• **Given records**
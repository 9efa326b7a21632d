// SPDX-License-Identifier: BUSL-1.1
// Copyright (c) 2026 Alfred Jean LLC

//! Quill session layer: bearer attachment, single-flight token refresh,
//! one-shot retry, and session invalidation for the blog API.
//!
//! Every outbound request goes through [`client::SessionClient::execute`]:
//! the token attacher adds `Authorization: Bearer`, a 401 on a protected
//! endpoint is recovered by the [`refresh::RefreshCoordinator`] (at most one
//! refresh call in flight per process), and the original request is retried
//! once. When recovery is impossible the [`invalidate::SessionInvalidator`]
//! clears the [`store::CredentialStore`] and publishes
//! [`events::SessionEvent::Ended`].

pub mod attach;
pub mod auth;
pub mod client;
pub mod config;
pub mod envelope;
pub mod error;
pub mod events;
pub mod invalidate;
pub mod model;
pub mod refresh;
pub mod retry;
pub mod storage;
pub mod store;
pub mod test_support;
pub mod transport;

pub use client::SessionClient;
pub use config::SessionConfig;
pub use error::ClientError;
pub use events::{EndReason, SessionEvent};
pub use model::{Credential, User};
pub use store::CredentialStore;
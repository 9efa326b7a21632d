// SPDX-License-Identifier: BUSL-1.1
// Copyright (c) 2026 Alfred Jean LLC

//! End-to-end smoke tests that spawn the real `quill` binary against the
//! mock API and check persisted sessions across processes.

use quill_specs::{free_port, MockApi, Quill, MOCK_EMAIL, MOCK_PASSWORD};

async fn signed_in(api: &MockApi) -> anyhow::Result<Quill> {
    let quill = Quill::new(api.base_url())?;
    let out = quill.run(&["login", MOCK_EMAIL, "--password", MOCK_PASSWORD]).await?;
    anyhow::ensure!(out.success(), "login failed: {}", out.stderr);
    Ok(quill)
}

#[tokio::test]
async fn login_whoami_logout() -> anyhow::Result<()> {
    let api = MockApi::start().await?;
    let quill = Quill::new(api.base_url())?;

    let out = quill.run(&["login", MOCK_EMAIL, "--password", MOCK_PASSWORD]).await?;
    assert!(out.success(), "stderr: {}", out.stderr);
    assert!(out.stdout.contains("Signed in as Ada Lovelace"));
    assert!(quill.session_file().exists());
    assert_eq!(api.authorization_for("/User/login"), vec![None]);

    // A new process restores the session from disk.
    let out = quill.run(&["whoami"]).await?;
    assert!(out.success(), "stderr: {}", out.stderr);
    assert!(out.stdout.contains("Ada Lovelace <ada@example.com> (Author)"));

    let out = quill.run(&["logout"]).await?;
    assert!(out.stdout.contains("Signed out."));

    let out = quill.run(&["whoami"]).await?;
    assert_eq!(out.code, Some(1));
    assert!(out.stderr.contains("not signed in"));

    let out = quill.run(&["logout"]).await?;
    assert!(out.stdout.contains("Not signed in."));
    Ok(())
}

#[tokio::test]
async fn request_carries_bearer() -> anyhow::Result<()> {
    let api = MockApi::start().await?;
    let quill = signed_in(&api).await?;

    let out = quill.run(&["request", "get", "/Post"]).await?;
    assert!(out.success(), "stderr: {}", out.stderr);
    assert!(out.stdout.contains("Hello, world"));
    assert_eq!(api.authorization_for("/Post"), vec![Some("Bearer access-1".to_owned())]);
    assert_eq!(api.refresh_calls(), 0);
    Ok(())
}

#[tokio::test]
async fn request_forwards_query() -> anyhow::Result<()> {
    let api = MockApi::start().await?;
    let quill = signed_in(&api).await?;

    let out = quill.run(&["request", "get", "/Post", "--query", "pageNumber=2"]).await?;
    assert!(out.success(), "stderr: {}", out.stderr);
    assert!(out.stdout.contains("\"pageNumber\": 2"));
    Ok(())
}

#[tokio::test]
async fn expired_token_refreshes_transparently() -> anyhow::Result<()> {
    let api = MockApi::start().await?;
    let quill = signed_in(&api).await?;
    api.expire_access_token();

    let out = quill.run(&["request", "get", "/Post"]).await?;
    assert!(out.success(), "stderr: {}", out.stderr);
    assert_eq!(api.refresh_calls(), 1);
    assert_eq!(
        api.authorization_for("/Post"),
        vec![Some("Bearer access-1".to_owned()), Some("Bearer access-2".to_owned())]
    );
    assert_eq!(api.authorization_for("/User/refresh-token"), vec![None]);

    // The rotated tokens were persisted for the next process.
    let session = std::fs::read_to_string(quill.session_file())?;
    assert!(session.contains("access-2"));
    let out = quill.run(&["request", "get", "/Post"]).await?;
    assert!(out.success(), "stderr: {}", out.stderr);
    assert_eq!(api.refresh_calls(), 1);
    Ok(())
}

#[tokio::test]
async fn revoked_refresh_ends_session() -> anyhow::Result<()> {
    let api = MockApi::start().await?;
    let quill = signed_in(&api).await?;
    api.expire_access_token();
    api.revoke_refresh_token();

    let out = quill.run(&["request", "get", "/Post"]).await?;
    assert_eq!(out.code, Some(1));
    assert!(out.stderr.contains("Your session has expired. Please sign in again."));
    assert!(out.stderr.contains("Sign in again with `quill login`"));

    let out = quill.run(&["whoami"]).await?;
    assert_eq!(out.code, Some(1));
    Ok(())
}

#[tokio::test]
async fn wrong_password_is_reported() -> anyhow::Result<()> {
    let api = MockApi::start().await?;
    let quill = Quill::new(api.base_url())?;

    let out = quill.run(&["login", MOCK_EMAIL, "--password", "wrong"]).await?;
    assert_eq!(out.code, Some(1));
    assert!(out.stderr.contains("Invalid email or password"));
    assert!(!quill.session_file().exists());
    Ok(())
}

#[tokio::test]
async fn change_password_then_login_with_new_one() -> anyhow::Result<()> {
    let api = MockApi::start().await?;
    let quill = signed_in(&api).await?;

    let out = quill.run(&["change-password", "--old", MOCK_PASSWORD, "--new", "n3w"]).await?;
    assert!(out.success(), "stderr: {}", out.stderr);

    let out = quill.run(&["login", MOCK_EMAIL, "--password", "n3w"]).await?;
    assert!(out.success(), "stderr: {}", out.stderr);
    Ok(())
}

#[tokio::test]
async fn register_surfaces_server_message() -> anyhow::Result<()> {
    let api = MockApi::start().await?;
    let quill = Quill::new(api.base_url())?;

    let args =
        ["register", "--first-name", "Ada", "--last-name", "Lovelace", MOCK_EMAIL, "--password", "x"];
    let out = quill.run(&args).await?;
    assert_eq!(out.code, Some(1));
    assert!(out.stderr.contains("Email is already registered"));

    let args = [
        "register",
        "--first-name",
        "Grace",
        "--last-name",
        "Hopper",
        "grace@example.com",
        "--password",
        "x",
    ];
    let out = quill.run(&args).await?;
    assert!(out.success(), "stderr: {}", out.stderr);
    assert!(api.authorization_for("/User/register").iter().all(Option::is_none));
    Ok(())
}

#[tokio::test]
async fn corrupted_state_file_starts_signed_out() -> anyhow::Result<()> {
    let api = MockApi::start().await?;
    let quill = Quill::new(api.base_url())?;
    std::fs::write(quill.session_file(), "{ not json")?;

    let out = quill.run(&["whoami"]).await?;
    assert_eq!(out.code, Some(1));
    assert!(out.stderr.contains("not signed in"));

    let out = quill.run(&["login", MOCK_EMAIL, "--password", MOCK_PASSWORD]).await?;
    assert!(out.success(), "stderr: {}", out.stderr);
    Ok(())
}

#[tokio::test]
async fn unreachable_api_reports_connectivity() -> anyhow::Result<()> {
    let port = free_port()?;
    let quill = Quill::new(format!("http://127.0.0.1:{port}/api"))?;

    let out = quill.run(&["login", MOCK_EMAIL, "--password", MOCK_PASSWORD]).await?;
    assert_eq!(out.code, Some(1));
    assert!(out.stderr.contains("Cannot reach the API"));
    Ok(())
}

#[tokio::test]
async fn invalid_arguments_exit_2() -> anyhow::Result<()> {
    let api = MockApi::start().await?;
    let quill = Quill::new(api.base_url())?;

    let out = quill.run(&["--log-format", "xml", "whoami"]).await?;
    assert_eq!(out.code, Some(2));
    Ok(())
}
==
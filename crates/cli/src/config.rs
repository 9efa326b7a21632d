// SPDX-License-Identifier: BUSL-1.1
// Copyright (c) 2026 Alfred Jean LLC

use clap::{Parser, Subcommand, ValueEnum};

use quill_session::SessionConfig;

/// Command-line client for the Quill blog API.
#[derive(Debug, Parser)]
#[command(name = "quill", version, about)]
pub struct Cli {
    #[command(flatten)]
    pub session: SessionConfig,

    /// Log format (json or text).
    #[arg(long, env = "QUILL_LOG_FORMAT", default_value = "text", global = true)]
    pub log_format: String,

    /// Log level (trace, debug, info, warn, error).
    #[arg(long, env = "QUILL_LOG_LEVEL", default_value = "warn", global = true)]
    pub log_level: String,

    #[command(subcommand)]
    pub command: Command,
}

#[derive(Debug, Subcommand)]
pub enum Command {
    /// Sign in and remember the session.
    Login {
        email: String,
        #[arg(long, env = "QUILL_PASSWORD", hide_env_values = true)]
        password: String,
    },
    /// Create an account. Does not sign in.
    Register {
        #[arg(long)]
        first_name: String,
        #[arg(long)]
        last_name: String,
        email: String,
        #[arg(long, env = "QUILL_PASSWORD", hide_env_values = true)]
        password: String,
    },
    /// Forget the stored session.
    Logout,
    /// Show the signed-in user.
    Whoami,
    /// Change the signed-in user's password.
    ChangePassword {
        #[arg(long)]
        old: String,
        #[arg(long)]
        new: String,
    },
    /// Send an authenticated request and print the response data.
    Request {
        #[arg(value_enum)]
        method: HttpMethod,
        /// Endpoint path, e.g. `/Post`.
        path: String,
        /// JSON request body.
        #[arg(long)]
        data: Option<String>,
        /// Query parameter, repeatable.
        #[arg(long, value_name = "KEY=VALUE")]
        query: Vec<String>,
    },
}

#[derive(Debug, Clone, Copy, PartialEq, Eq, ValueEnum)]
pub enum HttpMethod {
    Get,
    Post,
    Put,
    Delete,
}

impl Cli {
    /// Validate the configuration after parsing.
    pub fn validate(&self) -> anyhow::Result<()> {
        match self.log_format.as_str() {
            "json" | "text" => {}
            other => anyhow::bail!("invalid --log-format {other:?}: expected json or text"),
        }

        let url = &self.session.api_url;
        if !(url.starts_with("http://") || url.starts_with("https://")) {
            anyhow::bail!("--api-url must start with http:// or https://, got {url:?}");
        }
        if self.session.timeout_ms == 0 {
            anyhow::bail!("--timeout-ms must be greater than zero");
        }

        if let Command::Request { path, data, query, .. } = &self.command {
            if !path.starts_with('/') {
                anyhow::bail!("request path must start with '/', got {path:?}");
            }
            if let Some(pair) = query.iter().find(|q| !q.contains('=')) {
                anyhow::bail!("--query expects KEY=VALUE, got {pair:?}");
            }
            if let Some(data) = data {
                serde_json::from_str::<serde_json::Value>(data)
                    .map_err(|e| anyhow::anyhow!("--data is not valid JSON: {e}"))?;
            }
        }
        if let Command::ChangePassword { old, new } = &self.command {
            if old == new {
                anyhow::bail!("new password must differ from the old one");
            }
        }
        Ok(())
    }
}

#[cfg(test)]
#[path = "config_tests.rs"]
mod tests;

• **Exercise**
Note every line above where the string "Parser" shows up, and copy those lines.

• **Exercise result**
use clap::{Parser, Subcommand, ValueEnum};
#[derive(Debug, Parser)]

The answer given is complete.